I assume you mean a track runner starting out of blocks and with spiked track shoes, otherwise the runner is traction limited as well as the car. I would assume a good runner could pull around 2g's of acceleration initially, which would quickly drop to less than 1 g after just 2 steps, and by 4 steps, very little acceleration.

The best "street" tires on pavement will pull about 1g, and for powerful sports cars, will pull this to about 35mph (Porsche turbo 911, 4 wheel drive, rear engine), or a bit less g force to 60mph (Corvette Z06) (about 3.4 seconds under good conditions). The high end motorcycles pull a bit over 1 g to around 80mph (Kawasaki ZX14, Suzuki Hayabusa).

A fuel dragster (rail or funny car) launches immediately with 4+ g's, well beyond what a runner could do.

 

[Loren Booda]

http://www.kottke.org/06/05/horse-versus-human

In 1998, Ben Johnson (Olympic Gold medal sprinter banned due to steroids) raced against 2 horses and a car. He finished behind both horses and the actual lengths were different for each competitor...

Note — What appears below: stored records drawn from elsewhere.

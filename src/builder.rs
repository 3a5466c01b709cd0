//! Unified cache builder: one entry point, any eviction policy.
//!
//! The engines are ordinary structs with their own constructors; this
//! module adds runtime policy selection for callers (like the benchmark
//! harness) that pick a policy from configuration rather than at the type
//! level.
//!
//! ## Example
//!
//! ```
//! use cachemux::builder::{CacheBuilder, PolicyKind};
//! use cachemux::traits::CachePolicy;
//!
//! let mut cache = CacheBuilder::new(100)
//!     .policy(PolicyKind::Arc)
//!     .build::<u64, String>()
//!     .unwrap();
//!
//! cache.put(1, "hello".to_string());
//! assert_eq!(cache.get(&1), Some("hello".to_string()));
//! ```

use std::hash::Hash;

use crate::error::CacheError;
use crate::policy::arc::ArcCache;
use crate::policy::lfu::LfuCache;
use crate::policy::lfu_aging::{LfuAgingCache, DEFAULT_MAX_AVG_FREQ};
use crate::policy::lru::LruCache;
use crate::policy::lru_k::LruKCache;
use crate::traits::CachePolicy;

/// Which eviction policy to build.
#[derive(Debug, Clone, PartialEq)]
pub enum PolicyKind {
    /// Least Recently Used.
    Lru,
    /// Least Frequently Used.
    Lfu,
    /// LFU with average-triggered frequency decay.
    LfuAging { max_avg_freq_limit: f64 },
    /// Two-tier admission: K touches before entering the main cache.
    /// `history_capacity` bounds the not-yet-admitted tier.
    LruK { k: usize, history_capacity: usize },
    /// Adaptive Replacement Cache.
    Arc,
}

/// Builder carrying the capacity and policy choice.
#[derive(Debug, Clone)]
pub struct CacheBuilder {
    capacity: usize,
    kind: PolicyKind,
}

impl CacheBuilder {
    /// Starts a builder for a cache of `capacity` entries (LRU by default).
    pub fn new(capacity: usize) -> Self {
        CacheBuilder {
            capacity,
            kind: PolicyKind::Lru,
        }
    }

    /// Selects the eviction policy.
    pub fn policy(mut self, kind: PolicyKind) -> Self {
        self.kind = kind;
        self
    }

    /// Builds the cache.
    ///
    /// # Errors
    ///
    /// [`CacheError::InvalidCapacity`] under the same rules as the direct
    /// constructors (zero capacity, zero K, zero history capacity).
    pub fn build<K, V>(self) -> Result<Cache<K, V>, CacheError>
    where
        K: Eq + Hash + Clone,
        V: Clone,
    {
        let inner = match self.kind {
            PolicyKind::Lru => CacheInner::Lru(LruCache::new(self.capacity)?),
            PolicyKind::Lfu => CacheInner::Lfu(LfuCache::new(self.capacity)?),
            PolicyKind::LfuAging { max_avg_freq_limit } => {
                CacheInner::LfuAging(LfuAgingCache::new(self.capacity, max_avg_freq_limit)?)
            },
            PolicyKind::LruK {
                k,
                history_capacity,
            } => CacheInner::LruK(LruKCache::new(k, history_capacity, self.capacity)?),
            PolicyKind::Arc => CacheInner::Arc(ArcCache::new(self.capacity)?),
        };
        Ok(Cache { inner })
    }
}

impl Default for PolicyKind {
    fn default() -> Self {
        PolicyKind::Lru
    }
}

/// Default parameters for [`PolicyKind::LfuAging`].
pub fn lfu_aging_default() -> PolicyKind {
    PolicyKind::LfuAging {
        max_avg_freq_limit: DEFAULT_MAX_AVG_FREQ,
    }
}

/// Policy-erased cache: enum dispatch over the five engines.
pub struct Cache<K, V>
where
    K: Eq + Hash + Clone,
{
    inner: CacheInner<K, V>,
}

enum CacheInner<K, V>
where
    K: Eq + Hash + Clone,
{
    Lru(LruCache<K, V>),
    Lfu(LfuCache<K, V>),
    LfuAging(LfuAgingCache<K, V>),
    LruK(LruKCache<K, V>),
    Arc(ArcCache<K, V>),
}

macro_rules! dispatch {
    (ref $self:expr, $cache:ident => $body:expr) => {
        match &$self.inner {
            CacheInner::Lru($cache) => $body,
            CacheInner::Lfu($cache) => $body,
            CacheInner::LfuAging($cache) => $body,
            CacheInner::LruK($cache) => $body,
            CacheInner::Arc($cache) => $body,
        }
    };
    ($self:expr, $cache:ident => $body:expr) => {
        match &mut $self.inner {
            CacheInner::Lru($cache) => $body,
            CacheInner::Lfu($cache) => $body,
            CacheInner::LfuAging($cache) => $body,
            CacheInner::LruK($cache) => $body,
            CacheInner::Arc($cache) => $body,
        }
    };
}

impl<K, V> CachePolicy<K, V> for Cache<K, V>
where
    K: Eq + Hash + Clone,
    V: Clone,
{
    fn put(&mut self, key: K, value: V) -> Option<V> {
        dispatch!(self, cache => cache.put(key, value))
    }

    fn get(&mut self, key: &K) -> Option<V> {
        dispatch!(self, cache => cache.get(key))
    }

    fn remove(&mut self, key: &K) {
        dispatch!(self, cache => cache.remove(key))
    }

    fn remove_all(&mut self) {
        dispatch!(self, cache => cache.remove_all())
    }

    fn len(&self) -> usize {
        dispatch!(ref self, cache => cache.len())
    }

    fn capacity(&self) -> usize {
        dispatch!(ref self, cache => cache.capacity())
    }
}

"Johnson, who was stripped of his gold medal in the 100-meter dash in the 1988 Olympics, had to cover 80 meters (262 feet). The thoroughbred ran 120 meters (394 feet), the harness horse 100 meters (328 feet) and the stock car 140 meters (459 feet)." (NYT link

Also..."Johnson...who led for the first few steps but was overtaken quickly and finished several meters behind the winner." (CNN/SI)

 

[HalfLight]

great thanks, now for one last question:

Is there any simple (or complex) formula to solve for the acceleration of the car by pluging in
friction, hp, rpm, etc?

 

[russ_watters]

It's the friction coefficient times g (assuming awd). Ie, a car with a friction coefficient of 0.5 will accelerate at half a g until the engine can no longer provide enough torque to keep that up (which usually happens when you shift to 2nd gear). For a car without enough power to spin its wheels, it's the thrust to weight ratio (which would be torque times the radius of the wheels) times g.